Con cada nuevo amor que llega a mi vida suelo pensar que mi alma se desangra un poco más. El proceso es relativamente simple... lo conoces, charlan un rato, se dan cuenta del interés mutuo, un beso, un abrazo, una caricia, el típico romance. En mi caso, un tercero(a) en la historia, se acabó la magia... y la terminación normal de mis historias: mi alma desangrada.
Al desangrarse mi alma, podría decir que sufre de anemia. No sobra decir que estoy utilizando tremenda sarta de metáforas sin sentido, pero alguna vez, hablando con una persona que quise mucho (y no hablo del mismo hombre de antes), le dije que por cada lágrima que brotaba de mis ojos, mi alma se desangraba un poco más, pues una vez leí, realmente no recuerdo dónde, que las lágrimas son la sangre del alma.
Y saben qué es lo peor de todo? Que no hay transfusiones de sangre para el alma, porque no hay tipos sanguíneos para ella. Las almas, a diferencia de los viles humanos que se creen únicos, sí lo son. Sin embargo, hablando con una persona especial para mí, entendí que no hay transfusiones de alma por que ella misma auto-regenera su sangre.

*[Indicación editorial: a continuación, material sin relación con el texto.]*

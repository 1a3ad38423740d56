//! Manifest - structured list of every generated experiment
//!
//! Written by the synthesizer before any job runs; read by the job runner.

use std::fs;
use std::path::{Path, PathBuf};

use serde::{Deserialize, Serialize};
use serde_json::{Map, Value};

use crate::experiment::ExperimentConfig;
use crate::{Error, Result};

/// One generated experiment, as listed in the manifest.
#[derive(Debug, Clone, PartialEq, Serialize, Deserialize)]
pub struct ManifestEntry {
    /// Group label
    pub group: String,
    /// Experiment name (join key)
    pub exp_name: String,
    /// Generated config artifact
    pub config_path: PathBuf,
    /// Full config payload
    pub config: Map<String, Value>,
}

impl From<&ExperimentConfig> for ManifestEntry {
    fn from(experiment: &ExperimentConfig) -> Self {
        Self {
            group: experiment.group().to_string(),
            exp_name: experiment.name().to_string(),
            config_path: experiment.config_path().to_path_buf(),
            config: experiment.payload().clone(),
        }
    }
}

/// Number of experiments generated for one group.
#[derive(Debug, Clone, PartialEq, Eq, Serialize, Deserialize)]
pub struct GroupCount {
    /// Group label
    pub group: String,
    /// Experiments generated for the group
    pub count: usize,
}

/// Manifest of a generated sweep.
///
/// Entries are in generation order.
#[derive(Debug, Clone, PartialEq, Serialize, Deserialize)]
pub struct Manifest {
    total_experiments: usize,
    experiments_per_group: usize,
    groups: Vec<GroupCount>,
    experiments: Vec<ManifestEntry>,
}

impl Manifest {
    /// Build a manifest from entries, counting per group in first-seen order.
    #[must_use]
    pub fn new(experiments: Vec<ManifestEntry>) -> Self {
        let mut groups: Vec<GroupCount> = Vec::new();
        for entry in &experiments {
            match groups.iter_mut().find(|g| g.group == entry.group) {
                Some(count) => count.count += 1,
                None => groups.push(GroupCount {
                    group: entry.group.clone(),
                    count: 1,
                }),
            }
        }

        let experiments_per_group = if groups.is_empty() {
            0
        } else {
            experiments.len() / groups.len()
        };

        Self {
            total_experiments: experiments.len(),
            experiments_per_group,
            groups,
            experiments,
        }
    }

    /// Load a manifest from disk.
    ///
    /// # Errors
    ///
    /// Returns `MissingArtifact` when the file does not exist, or a JSON/IO
    /// error when it cannot be read.
    pub fn load(path: impl AsRef<Path>) -> Result<Self> {
        let path = path.as_ref();
        if !path.exists() {
            return Err(Error::MissingArtifact {
                path: path.to_path_buf(),
                hint: "Run `nanosweep generate` to create the manifest first".to_string(),
            });
        }
        let text = fs::read_to_string(path)?;
        Ok(serde_json::from_str(&text)?)
    }

    /// Write the manifest as pretty JSON, overwriting any existing file.
    ///
    /// # Errors
    ///
    /// Returns error if the parent directory or file cannot be written.
    pub fn save(&self, path: impl AsRef<Path>) -> Result<()> {
        let path = path.as_ref();
        if let Some(parent) = path.parent() {
            fs::create_dir_all(parent)?;
        }
        fs::write(path, serde_json::to_string_pretty(self)?)?;
        Ok(())
    }

    /// Total number of experiments.
    #[must_use]
    pub const fn total_experiments(&self) -> usize {
        self.total_experiments
    }

    /// Total divided evenly across groups.
    #[must_use]
    pub const fn experiments_per_group(&self) -> usize {
        self.experiments_per_group
    }

    /// Per-group counts in generation order.
    #[must_use]
    pub fn groups(&self) -> &[GroupCount] {
        &self.groups
    }

    /// All entries in generation order.
    #[must_use]
    pub fn experiments(&self) -> &[ManifestEntry] {
        &self.experiments
    }

    /// Entries of one group, in generation order.
    ///
    /// # Errors
    ///
    /// Returns `UnknownGroup` when the manifest has no entry for `group`.
    pub fn entries_for_group(&self, group: &str) -> Result<Vec<ManifestEntry>> {
        let entries: Vec<_> = self
            .experiments
            .iter()
            .filter(|e| e.group == group)
            .cloned()
            .collect();
        if entries.is_empty() {
            return Err(Error::UnknownGroup(group.to_string()));
        }
        Ok(entries)
    }
}
impl Graph {
    /// An empty graph using the given terrain costs.
    pub fn new(costs: TerrainCosts) -> Self {
        Self {
            slots: Vec::new(),
            by_pos: HashMap::new(),
            costs,
        }
    }

    /// One [`Terrain::Space`] vertex per cell of a `width × height` grid, in
    /// row-major order, with no edges.
    pub fn grid(width: i32, height: i32, costs: TerrainCosts) -> Self {
        let bounds = Range::grid(width, height);
        let mut g = Self::new(costs);
        g.slots.reserve(bounds.len());
        g.by_pos.reserve(bounds.len());
        for p in bounds {
            let id = VertexId(g.slots.len());
            g.slots.push(Some(Vertex::new(p, Terrain::Space)));
            g.by_pos.insert(p, id);
        }
        g
    }

    // -----------------------------------------------------------------------
    // Mutation
    // -----------------------------------------------------------------------

    /// Insert a freshly constructed vertex.
    pub fn add_vertex(&mut self, v: Vertex) -> Result<VertexId, GraphError> {
        if !v.edges.is_empty() {
            return Err(GraphError::VertexHasEdges(v.pos));
        }
        if self.by_pos.contains_key(&v.pos) {
            return Err(GraphError::DuplicateVertex(v.pos));
        }
        let id = VertexId(self.slots.len());
        self.by_pos.insert(v.pos, id);
        self.slots.push(Some(v));
        Ok(id)
    }

    /// Remove a vertex and every edge elsewhere in the graph that targets it.
    ///
    /// The removed vertex is returned with its own outgoing edges intact.
    pub fn remove_vertex(&mut self, id: VertexId) -> Result<Vertex, GraphError> {
        let v = self
            .slots
            .get_mut(id.0)
            .and_then(Option::take)
            .ok_or(GraphError::NotMember(id))?;
        self.by_pos.remove(&v.pos);
        for other in self.slots.iter_mut().flatten() {
            other.edges.retain(|e| e.target != id);
        }
        Ok(v)
    }

    /// Add the directed edge `a -> b`.
    ///
    /// `weight` must be finite and non-negative.
    pub fn add_edge(&mut self, a: VertexId, b: VertexId, weight: f64) -> Result<(), GraphError> {
        if !self.contains(b) {
            return Err(GraphError::NotMember(b));
        }
        if !weight.is_finite() || weight < 0.0 {
            return Err(GraphError::InvalidWeight(a, b, weight));
        }
        let src = self.vertex_mut(a)?;
        if src.edges.iter().any(|e| e.target == b) {
            return Err(GraphError::DuplicateEdge(a, b));
        }
        src.edges.push(Edge { target: b, weight });
        Ok(())
    }

    /// Remove the directed edge `a -> b`, returning it.
    pub fn remove_edge(&mut self, a: VertexId, b: VertexId) -> Result<Edge, GraphError> {
        let src = self
            .slots
            .get_mut(a.0)
            .and_then(Option::as_mut)
            .ok_or(GraphError::MissingEdge(a, b))?;
        let i = src
            .edges
            .iter()
            .position(|e| e.target == b)
            .ok_or(GraphError::MissingEdge(a, b))?;
        Ok(src.edges.remove(i))
    }

    /// Change the terrain of the cell at `p`.
    ///
    /// Searches read terrain when relaxing edges, so the edit is picked up by
    /// the next search without touching any edge.
    pub fn set_terrain(&mut self, p: Point, terrain: Terrain) -> Result<Terrain, GraphError> {
        let id = self.vertex_at(p).ok_or(GraphError::NoVertexAt(p))?;
        let v = self.vertex_mut(id)?;
        Ok(std::mem::replace(&mut v.terrain, terrain))
    }

    /// Link every vertex to its existing grid neighbours in both directions.
    ///
    /// Orthogonal neighbours get weight `cardinal`; with [`Moves::Eight`]
    /// diagonal neighbours get weight `ordinal`. Edges that already exist are
    /// left alone. Returns the number of edges added.
    pub fn connect_grid(&mut self, moves: Moves, cardinal: f64, ordinal: f64) -> usize {
        let mut links = Vec::new();
        for (id, v) in self.vertices() {
            let mut push = |d: Point, w: f64| {
                if let Some(n) = v.pos.checked_add(d).and_then(|p| self.vertex_at(p)) {
                    links.push((id, n, w));
                }
            };
            for d in Point::CARDINALS {
                push(d, cardinal);
            }
            if moves == Moves::Eight {
                for d in Point::DIAGONALS {
                    push(d, ordinal);
                }
            }
        }
        let mut added = 0;
        for (a, b, w) in links {
            if self.add_edge(a, b, w).is_ok() {
                added += 1;
            }
        }
        added
    }

    /// Drop every edge, keeping the vertices.
    pub fn clear_edges(&mut self) {
        for v in self.slots.iter_mut().flatten() {
            v.edges.clear();
        }
    }

    /// Replace the terrain cost table.
    pub fn set_costs(&mut self, costs: TerrainCosts) {
        self.costs = costs;
    }

    // -----------------------------------------------------------------------
    // Queries
    // -----------------------------------------------------------------------

    /// Find the edge `a -> b` by scanning `a`'s edge list.
    pub fn get_edge(&self, a: VertexId, b: VertexId) -> Option<&Edge> {
        if !self.contains(b) {
            return None;
        }
        self.vertex(a)?.edges.iter().find(|e| e.target == b)
    }

    #[inline]
    pub fn contains(&self, id: VertexId) -> bool {
        self.vertex(id).is_some()
    }

    #[inline]
    pub fn vertex(&self, id: VertexId) -> Option<&Vertex> {
        self.slots.get(id.0).and_then(Option::as_ref)
    }

    /// The vertex at grid position `p`, if any.
    #[inline]
    pub fn vertex_at(&self, p: Point) -> Option<VertexId> {
        self.by_pos.get(&p).copied()
    }

    /// Every vertex, ordered by id.
    pub fn vertices(&self) -> impl Iterator<Item = (VertexId, &Vertex)> + '_ {
        self.slots
            .iter()
            .enumerate()
            .filter_map(|(i, v)| v.as_ref().map(|v| (VertexId(i), v)))
    }

    /// Every edge, paired with its source, grouped by source id.
    pub fn edges(&self) -> impl Iterator<Item = (VertexId, &Edge)> + '_ {
        self.vertices()
            .flat_map(|(id, v)| v.edges.iter().map(move |e| (id, e)))
    }

    /// Number of vertices.
    pub fn len(&self) -> usize {
        self.by_pos.len()
    }

    pub fn is_empty(&self) -> bool {
        self.by_pos.is_empty()
    }

    /// Number of directed edges.
    pub fn edge_count(&self) -> usize {
        self.slots.iter().flatten().map(|v| v.edges.len()).sum()
    }

    #[inline]
    pub fn costs(&self) -> TerrainCosts {
        self.costs
    }

    /// Map vertex ids to their grid positions, skipping stale ids.
    pub fn positions(&self, ids: &[VertexId]) -> Vec<Point> {
        ids.iter()
            .filter_map(|&id| self.vertex(id).map(Vertex::pos))
            .collect()
    }

    /// Size of the id space, including slots of removed vertices.
    #[inline]
    pub(crate) fn slot_count(&self) -> usize {
        self.slots.len()
    }

    fn vertex_mut(&mut self, id: VertexId) -> Result<&mut Vertex, GraphError> {
        self.slots
            .get_mut(id.0)
            .and_then(Option::as_mut)
            .ok_or(GraphError::NotMember(id))
    }
}
#[cfg(test)]
mod tests {
    use super::*;
    use mazepath_core::Range;
    use mazepath_paths::{Pathfinder, Vertex};
    use rand::SeedableRng;
    use rand::rngs::StdRng;

    fn seeded(seed: u64) -> MazeGen<StdRng> {
        MazeGen::new(StdRng::seed_from_u64(seed))
    }

    /// Every undirected edge must merge two regions, and one region remains.
    fn assert_spanning_tree(graph: &Graph) {
        let mut check = QuickFind::new(graph.vertices().map(|(id, _)| id));
        for (from, e) in graph.edges() {
            assert!(graph.get_edge(e.target(), from).is_some(), "one-way edge");
            assert_eq!(e.weight(), 1.0);
            if from < e.target() {
                assert!(check.union(&from, &e.target()), "cycle through {from}");
            }
        }
        assert_eq!(check.set_count(), 1);
    }

    fn assert_perfect(maze: &Maze, stats: MazeStats) {
        let n = maze.graph.len();
        assert_eq!(stats.connections, n - 1);
        assert_eq!(maze.graph.edge_count(), 2 * (n - 1));
        assert_eq!(maze.borders.open_count(), n - 1);
        assert_eq!(maze.tracker.set_count(), 1);
        assert_spanning_tree(&maze.graph);
        for (id, v) in maze.graph.vertices() {
            for e in v.edges() {
                let target = maze.graph.vertex(e.target()).unwrap().pos();
                assert!(v.pos().is_cardinal_neighbor(target), "{id} links diagonally");
                assert!(maze.borders.is_open_between(v.pos(), target));
            }
        }
    }

    #[test]
    fn generates_perfect_mazes() {
        for (seed, (w, h)) in [(1, (8, 8)), (2, (13, 5)), (3, (1, 9)), (4, (20, 17))] {
            let mut maze = reset_maze(&GridConfig::with_size(w, h)).unwrap();
            let stats = seeded(seed).generate_maze(&mut maze).unwrap();
            assert!(!stats.fallback);
            assert_perfect(&maze, stats);
        }
    }

    #[test]
    fn forced_fallback_still_spans() {
        let mut maze = reset_maze(&GridConfig::with_size(10, 7)).unwrap();
        let mut mg = seeded(7);
        mg.max_attempts = Some(0);
        let stats = mg.generate_maze(&mut maze).unwrap();
        assert!(stats.fallback);
        assert_eq!(stats.rejected, 0);
        assert_perfect(&maze, stats);
    }

    #[test]
    fn small_cap_mixes_both_phases() {
        let cfg = GridConfig {
            max_attempts: Some(5),
            ..GridConfig::with_size(12, 12)
        };
        let mut maze = reset_maze(&cfg).unwrap();
        let stats = MazeGen::with_config(StdRng::seed_from_u64(11), &cfg)
            .generate_maze(&mut maze)
            .unwrap();
        assert!(stats.rejected <= 5);
        assert_perfect(&maze, stats);
    }

    #[test]
    fn every_cell_reachable() {
        let mut maze = reset_maze(&GridConfig::with_size(9, 6)).unwrap();
        seeded(42).generate_maze(&mut maze).unwrap();
        let start = maze.graph.vertex_at(Point::new(0, 0));
        let mut pf = Pathfinder::new();
        for (id, _) in maze.graph.vertices() {
            let r = pf.dijkstra(&maze.graph, start, Some(id));
            assert!(r.is_found(), "{id} unreachable");
        }
    }

    #[test]
    fn single_cell_needs_nothing() {
        let mut maze = reset_maze(&GridConfig::with_size(1, 1)).unwrap();
        let stats = seeded(0).generate_maze(&mut maze).unwrap();
        assert_eq!(stats, MazeStats::default());
        assert_eq!(maze.graph.edge_count(), 0);
    }

    #[test]
    fn same_seed_same_maze() {
        let run = |seed| {
            let mut maze = reset_maze(&GridConfig::with_size(6, 6)).unwrap();
            seeded(seed).generate_maze(&mut maze).unwrap();
            maze.graph
                .edges()
                .map(|(a, e)| (a, e.target()))
                .collect::<Vec<_>>()
        };
        assert_eq!(run(99), run(99));
    }

    #[test]
    fn rejects_graph_with_edges() {
        let mut maze = reset_maze(&GridConfig::with_size(3, 3)).unwrap();
        seeded(1).generate_maze(&mut maze).unwrap();
        let err = seeded(2).generate_maze(&mut maze).unwrap_err();
        assert_eq!(err, MazeError::NotEmpty { edges: 16 });
    }

    #[test]
    fn rejects_foreign_tracker() {
        let mut maze = reset_maze(&GridConfig::with_size(3, 3)).unwrap();
        let other = reset_maze(&GridConfig::with_size(2, 2)).unwrap();
        maze.tracker = other.tracker;
        let err = seeded(3).generate_maze(&mut maze).unwrap_err();
        assert_eq!(
            err,
            MazeError::TrackerMismatch {
                vertices: 9,
                tracked: 4
            }
        );
    }

    #[test]
    fn rejects_borders_smaller_than_graph() {
        let mut maze = reset_maze(&GridConfig::with_size(3, 3)).unwrap();
        maze.borders = Borders::new(Range::grid(1, 1));
        let err = seeded(4).generate_maze(&mut maze).unwrap_err();
        assert_eq!(
            err,
            MazeError::BordersMismatch {
                pos: Point::new(1, 0)
            }
        );
        assert_eq!(maze.graph.edge_count(), 0);
        assert_eq!(maze.tracker.set_count(), 9);
    }

    #[test]
    fn cells_at_coordinate_limits() {
        let mut graph = Graph::default();
        for x in [i32::MAX - 1, i32::MAX] {
            graph
                .add_vertex(Vertex::new(Point::new(x, 0), Default::default()))
                .unwrap();
        }
        let mut tracker = QuickFind::new(graph.vertices().map(|(id, _)| id));
        let mut borders = Borders::new(Range::new(i32::MAX - 1, 0, i32::MAX, 1));
        // The half-open border range cannot reach x = i32::MAX.
        let err = seeded(6)
            .generate(&mut graph, &mut tracker, &mut borders)
            .unwrap_err();
        assert_eq!(
            err,
            MazeError::BordersMismatch {
                pos: Point::new(i32::MAX, 0)
            }
        );

        let mut graph = Graph::default();
        for x in [i32::MAX - 2, i32::MAX - 1] {
            graph
                .add_vertex(Vertex::new(Point::new(x, i32::MIN), Default::default()))
                .unwrap();
        }
        let mut tracker = QuickFind::new(graph.vertices().map(|(id, _)| id));
        let mut borders = Borders::new(Range::new(i32::MAX - 2, i32::MIN, i32::MAX, i32::MIN + 1));
        let stats = seeded(6)
            .generate(&mut graph, &mut tracker, &mut borders)
            .unwrap();
        assert_eq!(stats.connections, 1);
        assert_eq!(graph.edge_count(), 2);
        assert_eq!(borders.open_count(), 1);
    }

    #[test]
    fn split_grid_is_disconnected() {
        let mut graph = Graph::grid(3, 1, Default::default());
        let middle = graph.vertex_at(Point::new(1, 0)).unwrap();
        graph.remove_vertex(middle).unwrap();
        let mut tracker = QuickFind::new(graph.vertices().map(|(id, _)| id));
        let mut borders = Borders::new(Range::grid(3, 1));
        let mut mg = seeded(5);
        mg.max_attempts = Some(10);
        let err = mg
            .generate(&mut graph, &mut tracker, &mut borders)
            .unwrap_err();
        assert_eq!(err, MazeError::Disconnected { sets: 2 });
        assert_eq!(borders.open_count(), 0);
    }

    #[test]
    fn failed_run_is_rolled_back() {
        // Two 2x2 blocks joined only through the removed column.
        let mut graph = Graph::grid(5, 2, Default::default());
        for y in 0..2 {
            let id = graph.vertex_at(Point::new(2, y)).unwrap();
            graph.remove_vertex(id).unwrap();
        }
        let mut tracker = QuickFind::new(graph.vertices().map(|(id, _)| id));
        let mut borders = Borders::new(Range::grid(5, 2));
        let err = seeded(9)
            .generate(&mut graph, &mut tracker, &mut borders)
            .unwrap_err();
        assert_eq!(err, MazeError::Disconnected { sets: 2 });
        assert_eq!(graph.edge_count(), 0);
        assert_eq!(borders.open_count(), 0);
        assert_eq!(tracker.set_count(), 8);

        // The same state is still usable once the gap is filled.
        for y in 0..2 {
            graph
                .add_vertex(Vertex::new(Point::new(2, y), Default::default()))
                .unwrap();
        }
        let mut tracker = QuickFind::new(graph.vertices().map(|(id, _)| id));
        let stats = seeded(9)
            .generate(&mut graph, &mut tracker, &mut borders)
            .unwrap();
        assert_eq!(stats.connections, 9);
        assert_eq!(borders.open_count(), 9);
    }

    #[test]
    fn bad_config() {
        let err = reset_maze(&GridConfig::with_size(0, 4)).unwrap_err();
        assert!(matches!(err, MazeError::Config(ConfigError::EmptyGrid { .. })));
        assert!(err.to_string().contains("0x4"));
    }
}
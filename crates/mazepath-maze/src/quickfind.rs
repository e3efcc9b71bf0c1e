//! Quick-find union-find.
//!
//! Every element stores its set id directly, so [`QuickFind::find`] is a
//! single lookup while [`QuickFind::union`] rewrites every member of the
//! absorbed set. A maze over `n` cells performs `n - 1` unions, so the O(n)
//! merge cost is paid a bounded number of times.

use std::collections::HashMap;
use std::hash::Hash;

/// Disjoint sets over a fixed universe of `T`.
#[derive(Debug, Clone)]
pub struct QuickFind<T> {
    /// Set id per element, indexed by the element's position in `index`.
    set_ids: Vec<usize>,
    index: HashMap<T, usize>,
    set_count: usize,
}

impl<T: Eq + Hash + Clone> QuickFind<T> {
    /// Start with every item in its own singleton set.
    ///
    /// Repeated items are folded into one element.
    pub fn new(items: impl IntoIterator<Item = T>) -> Self {
        let mut index = HashMap::new();
        for item in items {
            let next = index.len();
            index.entry(item).or_insert(next);
        }
        let n = index.len();
        Self {
            set_ids: (0..n).collect(),
            index,
            set_count: n,
        }
    }

    /// Number of disjoint sets.
    #[inline]
    pub fn set_count(&self) -> usize {
        self.set_count
    }

    /// Number of elements in the universe.
    #[inline]
    pub fn len(&self) -> usize {
        self.set_ids.len()
    }

    #[inline]
    pub fn is_empty(&self) -> bool {
        self.set_ids.is_empty()
    }

    /// Whether `item` belongs to the universe.
    #[inline]
    pub fn contains(&self, item: &T) -> bool {
        self.index.contains_key(item)
    }

    /// Set id of `item`, or `None` if it is not in the universe.
    #[inline]
    pub fn find(&self, item: &T) -> Option<usize> {
        self.index.get(item).map(|&i| self.set_ids[i])
    }

    /// Whether `p` and `q` are in the same set. False if either is unknown.
    pub fn are_connected(&self, p: &T, q: &T) -> bool {
        match (self.find(p), self.find(q)) {
            (Some(a), Some(b)) => a == b,
            _ => false,
        }
    }

    /// Merge the set of `q` into the set of `p`.
    ///
    /// Returns `false` without effect if they are already connected or
    /// either is not in the universe.
    pub fn union(&mut self, p: &T, q: &T) -> bool {
        let (Some(p_id), Some(q_id)) = (self.find(p), self.find(q)) else {
            return false;
        };
        if p_id == q_id {
            return false;
        }
        for id in self.set_ids.iter_mut() {
            if *id == q_id {
                *id = p_id;
            }
        }
        self.set_count -= 1;
        true
    }
}
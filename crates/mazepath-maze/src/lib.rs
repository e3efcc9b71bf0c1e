//! Maze generation for mazepath grids: a quick-find connectivity tracker,
//! per-cell border state, and a random spanning-tree generator.

mod borders;
mod maze;
mod quickfind;

pub use borders::{Borders, Side};
pub use maze::{Maze, MazeError, MazeGen, MazeStats, PASSAGE_WEIGHT, reset_maze};
pub use quickfind::QuickFind;
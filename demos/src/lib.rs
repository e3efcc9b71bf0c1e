//! Shared pieces of the mazepath demo: config loading and ASCII rendering.
//!
//! A rendered maze draws each cell as two characters framed by `+`, `-` and
//! `|` walls. Open borders are left blank.
//!
//! ```text
//! +--+--+
//! |**   |
//! +  +--+
//! |**|**|
//! +  +  +
//! |*****|
//! +--+--+
//! ```

use std::collections::HashSet;
use std::fmt;
use std::path::Path;

use mazepath_core::{GridConfig, Point, Terrain};
use mazepath_maze::{Borders, Side};
use mazepath_paths::Graph;

/// A `WIDTHxHEIGHT` override from the command line.
#[derive(Debug, Clone, Copy, PartialEq, Eq)]
pub struct GridSize {
    pub width: i32,
    pub height: i32,
}

impl fmt::Display for GridSize {
    fn fmt(&self, f: &mut fmt::Formatter<'_>) -> fmt::Result {
        write!(f, "{}x{}", self.width, self.height)
    }
}

/// Parse `WIDTHxHEIGHT`, e.g. `24x16`.
pub fn parse_size(s: &str) -> Result<GridSize, String> {
    let (w, h) = s
        .split_once(['x', 'X'])
        .ok_or_else(|| format!("expected WIDTHxHEIGHT, got {s:?}"))?;
    let parse = |v: &str| {
        v.trim()
            .parse::<i32>()
            .map_err(|e| format!("bad dimension {v:?}: {e}"))
    };
    Ok(GridSize {
        width: parse(w)?,
        height: parse(h)?,
    })
}

/// Read a JSON [`GridConfig`]. Missing fields take their defaults.
pub fn load_config(path: &Path) -> Result<GridConfig, Box<dyn std::error::Error>> {
    let text = std::fs::read_to_string(path)?;
    let cfg: GridConfig = serde_json::from_str(&text)?;
    Ok(cfg)
}

fn cell_body(graph: &Graph, path: &HashSet<Point>, p: Point) -> &'static str {
    if path.contains(&p) {
        return "**";
    }
    let terrain = graph
        .vertex_at(p)
        .and_then(|id| graph.vertex(id))
        .map(|v| v.terrain());
    match terrain {
        Some(Terrain::Wall) => "##",
        Some(Terrain::Sand) => "..",
        Some(Terrain::Space) => "  ",
        None => "??",
    }
}

/// Draw the maze with `path` overlaid.
pub fn render(graph: &Graph, borders: &Borders, path: &[Point]) -> String {
    let bounds = borders.bounds();
    let on_path: HashSet<Point> = path.iter().copied().collect();
    let mut out = String::new();

    out.push('+');
    for _ in bounds.min.x..bounds.max.x {
        out.push_str("--+");
    }
    out.push('\n');

    for y in bounds.min.y..bounds.max.y {
        out.push('|');
        for x in bounds.min.x..bounds.max.x {
            let p = Point::new(x, y);
            out.push_str(cell_body(graph, &on_path, p));
            let joined = borders.is_open(p, Side::Right);
            // Fill the gap between two path cells so the route reads as a line.
            let q = Point::new(x + 1, y);
            out.push(match (joined, on_path.contains(&p) && on_path.contains(&q)) {
                (true, true) => '*',
                (true, false) => ' ',
                (false, _) => '|',
            });
        }
        out.push('\n');

        out.push('+');
        for x in bounds.min.x..bounds.max.x {
            let p = Point::new(x, y);
            out.push_str(if borders.is_open(p, Side::Bottom) { "  " } else { "--" });
            out.push('+');
        }
        out.push('\n');
    }
    out
}
//! Weighted grid graph and shortest-path search.
//!
//! - [`Graph`]: an arena of grid-cell vertices, each owning its directed,
//!   weighted outgoing edges, plus a terrain cost table.
//! - [`MinHeap`]: the binary min-heap used as the open queue.
//! - [`Pathfinder`]: uniform-cost search ([`Pathfinder::dijkstra`]) and
//!   heuristic-guided search ([`Pathfinder::astar`]).
//! - [`Heuristic`]: Manhattan, diagonal (octile / Chebyshev) and Euclidean
//!   estimates for A*.
//!
//! Search scratch state lives in the [`Pathfinder`], not in the graph, so
//! repeated queries reuse their buffers and a shared `&Graph` can be searched
//! by more than one pathfinder.
//!
//! ```
//! use mazepath_core::{Moves, Point, TerrainCosts};
//! use mazepath_paths::{Graph, Heuristic, Pathfinder};
//!
//! let mut g = Graph::grid(3, 3, TerrainCosts::default());
//! g.connect_grid(Moves::Four, 1.0, 1.0);
//! let start = g.vertex_at(Point::new(0, 0));
//! let end = g.vertex_at(Point::new(2, 2));
//!
//! let mut pf = Pathfinder::new();
//! let r = pf.astar(&g, start, end, 1.0, Heuristic::manhattan());
//! assert_eq!(r.cost(), Some(4.0));
//! assert_eq!(r.path.len(), 5);
//! ```

mod astar;
mod dijkstra;
mod distance;
mod graph;
mod heap;
mod pathfinder;

pub use distance::{Heuristic, HeuristicKind, UnknownHeuristic, diagonal, euclidean, manhattan};
pub use graph::{Edge, Graph, GraphError, Vertex, VertexId};
pub use heap::MinHeap;
pub use pathfinder::{Pathfinder, SearchResult, SearchStatus};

Entonces llegué a una conclusión... el alma autoregenera su sangre cuando sabe que una nueva persona llegará a la vida de su dueño(a), el cuerpo que habita la misma, preparándolo así para desangrarse cuando eventualmente se termine la relación. Porque es así, no? Todo tiene su final, y certeramente... de lo bueno no dan tanto!
Gracias.
2 comentarios:
no siempre se regenera, aveces simplemente sufre y sufre mas, u otras veces en cambio lo que hace es que olvida y ya, pero no se cura, son dos cosas diferentes.